Every line below that holds the string "first" should be copied.

=== Data for this task ===

//! One worker lifetime: the write half, the reader task and the pending map.

use std::sync::{Arc, Mutex, PoisonError};
use std::time::Duration;

use serde_json::Value;
use tokio::io::{AsyncBufReadExt, AsyncWriteExt, BufReader};
use tokio::sync::Mutex as AsyncMutex;
use tokio::task::JoinHandle;
use tokio::time::Instant;
use tracing::{debug, error, info, trace, warn};

use crate::codec::{decode_line, Frame, Message};
use crate::error::McpError;
use crate::launcher::{BoxedReader, BoxedWriter, WorkerIo, WorkerProcess};
use crate::pending::{PendingGuard, PendingRequests};

/// A live protocol session with one worker process.
///
/// Owns the background reader (and stderr monitor) for as long as the worker
/// lives; both are aborted when the connection is closed or dropped.
pub(crate) struct Connection {
    name: String,
    writer: AsyncMutex<Option<BoxedWriter>>,
    pending: Arc<PendingRequests>,
    process: Mutex<Option<Box<dyn WorkerProcess>>>,
    reader_task: JoinHandle<()>,
    stderr_task: Option<JoinHandle<()>>,
}

impl Connection {
    /// Take over a started worker and start reading its output.
    pub(crate) fn open(name: impl Into<String>, process: Box<dyn WorkerProcess>, io: WorkerIo) -> Self {
        let name = name.into();
        let pending = Arc::new(PendingRequests::default());

        let reader_task = tokio::spawn(read_loop(name.clone(), io.stdout, Arc::clone(&pending)));
        let stderr_task = io
            .stderr
            .map(|stderr| tokio::spawn(stderr_loop(name.clone(), stderr)));

        Self {
            name,
            writer: AsyncMutex::new(Some(io.stdin)),
            pending,
            process: Mutex::new(Some(process)),
            reader_task,
            stderr_task,
        }
    }

    /// Liveness probe: the output stream is open and the process is running.
    pub(crate) fn is_alive(&self) -> bool {
        if self.pending.is_closed() || self.reader_task.is_finished() {
            return false;
        }
        let mut process = self.process.lock().unwrap_or_else(PoisonError::into_inner);
        process.as_mut().is_some_and(|p| p.is_running())
    }

    pub(crate) fn pending_len(&self) -> usize {
        self.pending.len()
    }

    /// Write one message and flush it.
    pub(crate) async fn send(&self, message: &Message) -> Result<(), McpError> {
        let line = message.encode()?;
        trace!(worker = %self.name, line = %line.trim_end(), "Sending to worker stdin");

        let mut writer = self.writer.lock().await;
        let stdin = writer.as_mut().ok_or(McpError::ConnectionLost)?;
        write_line(stdin, &line).await
    }

    /// Like [`Connection::send`], but gives up at `deadline`.
    ///
    /// Returns `Ok(false)` when the deadline passed first. A write cut off
    /// midway leaves a partial line on the pipe, so the connection is closed.
    async fn send_before(&self, message: &Message, deadline: Instant) -> Result<bool, McpError> {
        let line = message.encode()?;
        trace!(worker = %self.name, line = %line.trim_end(), "Sending to worker stdin");

        let Ok(mut writer) = tokio::time::timeout_at(deadline, self.writer.lock()).await else {
            return Ok(false);
        };
        let stdin = writer.as_mut().ok_or(McpError::ConnectionLost)?;
        let written = tokio::time::timeout_at(deadline, write_line(stdin, &line)).await;
        match written {
            Ok(result) => result.map(|()| true),
            Err(_) => {
                writer.take();
                drop(writer);
                let failed = self.pending.fail_all();
                error!(worker = %self.name, failed, "Worker stopped reading stdin; closing connection");
                Ok(false)
            }
        }
    }

    /// Send a request and wait up to `timeout` for its response.
    ///
    /// The deadline covers the write as well as the wait. On timeout the
    /// worker is left alone; a late response is dropped by the reader because
    /// the pending entry is gone.
    pub(crate) async fn request(
        &self,
        id: u64,
        method: &str,
        params: Value,
        timeout: Duration,
    ) -> Result<Value, McpError> {
        let deadline = Instant::now() + timeout;
        let rx = self.pending.register(id)?;
        let _guard = PendingGuard::new(&self.pending, id);

        let timed_out = || {
            warn!(
                worker = %self.name,
                id,
                method,
                timeout_ms = timeout.as_millis() as u64,
                "Request timed out"
            );
            McpError::Timeout {
                method: method.to_string(),
                after: timeout,
            }
        };

        if !self.send_before(&Message::request(id, method, params), deadline).await? {
            return Err(timed_out());
        }
        debug!(worker = %self.name, id, method, "Request sent");

        match tokio::time::timeout_at(deadline, rx).await {
            Ok(Ok(completion)) => completion,
            Ok(Err(_)) => Err(McpError::ConnectionLost),
            Err(_) => Err(timed_out()),
        }
    }

    /// Stop the worker: close stdin, wait `grace`, kill if needed.
    ///
    /// Whatever is still pending afterwards fails with connection-lost.
    pub(crate) async fn close(&self, grace: Duration) -> Result<(), McpError> {
        self.writer.lock().await.take();

        let process = self
            .process
            .lock()
            .unwrap_or_else(PoisonError::into_inner)
            .take();
        let result = match process {
            Some(mut process) => process.stop(grace).await,
            None => Ok(()),
        };

        self.reader_task.abort();
        if let Some(task) = &self.stderr_task {
            task.abort();
        }

        let failed = self.pending.fail_all();
        if failed > 0 {
            warn!(worker = %self.name, failed, "Failed pending requests on shutdown");
        }
        result
    }
}

impl Drop for Connection {
    fn drop(&mut self) {
        self.reader_task.abort();
        if let Some(task) = &self.stderr_task {
            task.abort();
        }
    }
}

async fn write_line(stdin: &mut BoxedWriter, line: &str) -> Result<(), McpError> {
    stdin
        .write_all(line.as_bytes())
        .await
        .map_err(McpError::Write)?;
    stdin.flush().await.map_err(McpError::Write)
}

/// Route one decoded line to its waiter.
pub(crate) fn dispatch_frame(worker: &str, pending: &PendingRequests, frame: Frame) {
    match frame {
        Frame::Message(Message::Response { id, outcome }) => {
            if !pending.resolve(id, outcome.map_err(McpError::from)) {
                debug!(worker, id, "Dropping response for unknown or expired request");
            }
        }
        Frame::Message(Message::Notification { method, .. }) => {
            debug!(worker, method = %method, "Worker notification");
        }
        Frame::Message(Message::Request { id, method, .. }) => {
            warn!(worker, id, method = %method, "Ignoring request issued by worker");
        }
        Frame::Noise => {}
        Frame::Invalid(reason) => {
            debug!(worker, reason = %reason, "Skipping non-protocol line");
        }
    }
}

async fn read_loop(name: String, stdout: BoxedReader, pending: Arc<PendingRequests>) {
    debug!(worker = %name, "Reader started");
    let mut reader = BufReader::new(stdout);
    let mut buf = Vec::new();
    let mut line_count = 0u64;

    loop {
        buf.clear();
        match reader.read_until(b'\n', &mut buf).await {
            Ok(0) => {
                info!(worker = %name, lines = line_count, "Worker stdout closed (EOF)");
                break;
            }
            Ok(_) => {
                line_count += 1;
                let line = String::from_utf8_lossy(&buf);
                trace!(worker = %name, line = %line.trim_end(), "Worker stdout");
                dispatch_frame(&name, &pending, decode_line(&line));
            }
            Err(e) => {
                error!(worker = %name, error = %e, "Error reading worker stdout");
                break;
            }
        }
    }

    let failed = pending.fail_all();
    if failed > 0 {
        warn!(worker = %name, failed, "Connection lost with requests in flight");
    }
}

async fn stderr_loop(name: String, stderr: BoxedReader) {
    let mut reader = BufReader::new(stderr);
    let mut line = String::new();
    loop {
        line.clear();
        match reader.read_line(&mut line).await {
            Ok(0) => break,
            Ok(_) => {
                let trimmed = line.trim();
                if !trimmed.is_empty() {
                    warn!(worker = %name, stderr = %trimmed, "Worker stderr");
                }
            }
            Err(e) => {
                error!(worker = %name, error = %e, "Error reading worker stderr");
                break;
            }
        }
    }
}

#[cfg(test)]
mod tests {
    use super::*;
    use crate::testing::pipe;
    use serde_json::json;

    fn response_line(id: u64, result: Value) -> String {
        Message::Response {
            id,
            outcome: Ok(result),
        }
        .encode()
        .unwrap()
    }

    #[tokio::test]
    async fn test_out_of_order_responses_reach_their_own_waiters() {
        let pending = PendingRequests::default();
        let mut rx5 = pending.register(5).unwrap();
        let mut rx6 = pending.register(6).unwrap();

        dispatch_frame("test", &pending, decode_line(&response_line(6, json!("six"))));
        assert!(rx5.try_recv().is_err());
        assert_eq!(rx6.try_recv().unwrap().unwrap(), json!("six"));

        dispatch_frame("test", &pending, decode_line(&response_line(5, json!("five"))));
        assert_eq!(rx5.try_recv().unwrap().unwrap(), json!("five"));
        assert_eq!(pending.len(), 0);
    }

    #[tokio::test]
    async fn test_unknown_id_is_ignored() {
        let pending = PendingRequests::default();
        let mut rx = pending.register(1).unwrap();

        dispatch_frame("test", &pending, decode_line(&response_line(99, json!(null))));
        dispatch_frame("test", &pending, decode_line(r#"{"method":"notifications/message"}"#));

        assert!(rx.try_recv().is_err());
        assert_eq!(pending.len(), 1);
    }

    #[tokio::test]
    async fn test_error_response_becomes_remote_error() {
        let pending = PendingRequests::default();
        let rx = pending.register(2).unwrap();
        dispatch_frame(
            "test",
            &pending,
            decode_line(r#"{"id":2,"error":{"code":-32601,"message":"Method not found"}}"#),
        );
        match rx.await.unwrap() {
            Err(McpError::Remote { code, message }) => {
                assert_eq!(code, -32601);
                assert_eq!(message, "Method not found");
            }
            other => panic!("Expected remote error, got {:?}", other),
        }
    }

    #[tokio::test]
    async fn test_noise_between_responses_does_not_disturb_delivery() {
        let (process, io, mut worker) = pipe();
        let conn = Arc::new(Connection::open("test", process, io));

        let first = {
            let conn = Arc::clone(&conn);
            tokio::spawn(async move {
                conn.request(1, "tools/call", json!({}), Duration::from_secs(5)).await
            })
        };
        let second = {
            let conn = Arc::clone(&conn);
            tokio::spawn(async move {
                conn.request(2, "tools/call", json!({}), Duration::from_secs(5)).await
            })
        };

        // Wait until both requests are on the wire.
        worker.next_message().await.unwrap();
        worker.next_message().await.unwrap();

        worker.send_line(&response_line(1, json!("one"))).await;
        worker.send_line("Loading taco database, please wait").await;
        worker.send_line("INFO Processing request of type CallToolRequest").await;
        worker.send_line(&response_line(2, json!("two"))).await;

        assert_eq!(first.await.unwrap().unwrap(), json!("one"));
        assert_eq!(second.await.unwrap().unwrap(), json!("two"));
        assert_eq!(conn.pending_len(), 0);
        assert!(conn.is_alive());
    }

    #[tokio::test]
    async fn test_write_to_stalled_worker_times_out_and_closes() {
        // The worker never reads, so a request larger than the pipe buffer blocks.
        let (process, io, _worker) = pipe();
        let conn = Connection::open("test", process, io);
        let blob = "x".repeat(200 * 1024);

        let result = tokio::time::timeout(
            Duration::from_secs(3),
            conn.request(1, "tools/call", json!({ "blob": blob }), Duration::from_millis(100)),
        )
        .await
        .expect("request must honor its own deadline");

        match result {
            Err(McpError::Timeout { method, after }) => {
                assert_eq!(method, "tools/call");
                assert_eq!(after, Duration::from_millis(100));
            }
            other => panic!("Expected timeout, got {:?}", other),
        }
        assert_eq!(conn.pending_len(), 0);
        assert!(!conn.is_alive());
        assert!(matches!(
            conn.request(2, "tools/call", json!({}), Duration::from_millis(100)).await,
            Err(McpError::ConnectionLost)
        ));
    }

    #[tokio::test]
    async fn test_waiting_for_the_write_lock_counts_against_the_deadline() {
        let (process, io, _worker) = pipe();
        let conn = Arc::new(Connection::open("test", process, io));

        let held = conn.writer.lock().await;
        let result = conn
            .request(1, "tools/call", json!({}), Duration::from_millis(50))
            .await;
        drop(held);

        assert!(matches!(result, Err(McpError::Timeout { .. })));
        assert_eq!(conn.pending_len(), 0);
        // Nothing was written, so the stream is intact.
        assert!(conn.is_alive());
    }

    #[tokio::test]
    async fn test_eof_fails_pending_and_marks_dead() {
        let (process, io, mut worker) = pipe();
        let conn = Arc::new(Connection::open("test", process, io));

        let call = {
            let conn = Arc::clone(&conn);
            tokio::spawn(async move {
                conn.request(1, "tools/call", json!({}), Duration::from_secs(5)).await
            })
        };
        worker.next_message().await.unwrap();
        drop(worker);

        assert!(matches!(call.await.unwrap(), Err(McpError::ConnectionLost)));
        assert_eq!(conn.pending_len(), 0);

        // The reader has finished by the time the waiter was failed.
        tokio::task::yield_now().await;
        assert!(!conn.is_alive());
    }

    #[tokio::test]
    async fn test_close_is_graceful_and_fails_stragglers() {
        let (process, io, mut worker) = pipe();
        let alive = Arc::clone(&worker.alive);
        let conn = Arc::new(Connection::open("test", process, io));

        let call = {
            let conn = Arc::clone(&conn);
            tokio::spawn(async move {
                conn.request(1, "tools/call", json!({}), Duration::from_secs(5)).await
            })
        };
        worker.next_message().await.unwrap();

        conn.close(Duration::from_millis(50)).await.unwrap();

        assert!(matches!(call.await.unwrap(), Err(McpError::ConnectionLost)));
        assert!(!alive.load(std::sync::atomic::Ordering::SeqCst));
        assert!(!conn.is_alive());
        // stdin was closed, so the worker sees EOF.
        assert!(worker.next_message().await.is_none());
        assert!(matches!(
            conn.send(&Message::notification("ping", Value::Null)).await,
            Err(McpError::ConnectionLost)
        ));
    }
}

===

### Written solution
    /// Returns `Ok(false)` when the deadline passed first. A write cut off
        let first = {
        assert_eq!(first.await.unwrap().unwrap(), json!("one"));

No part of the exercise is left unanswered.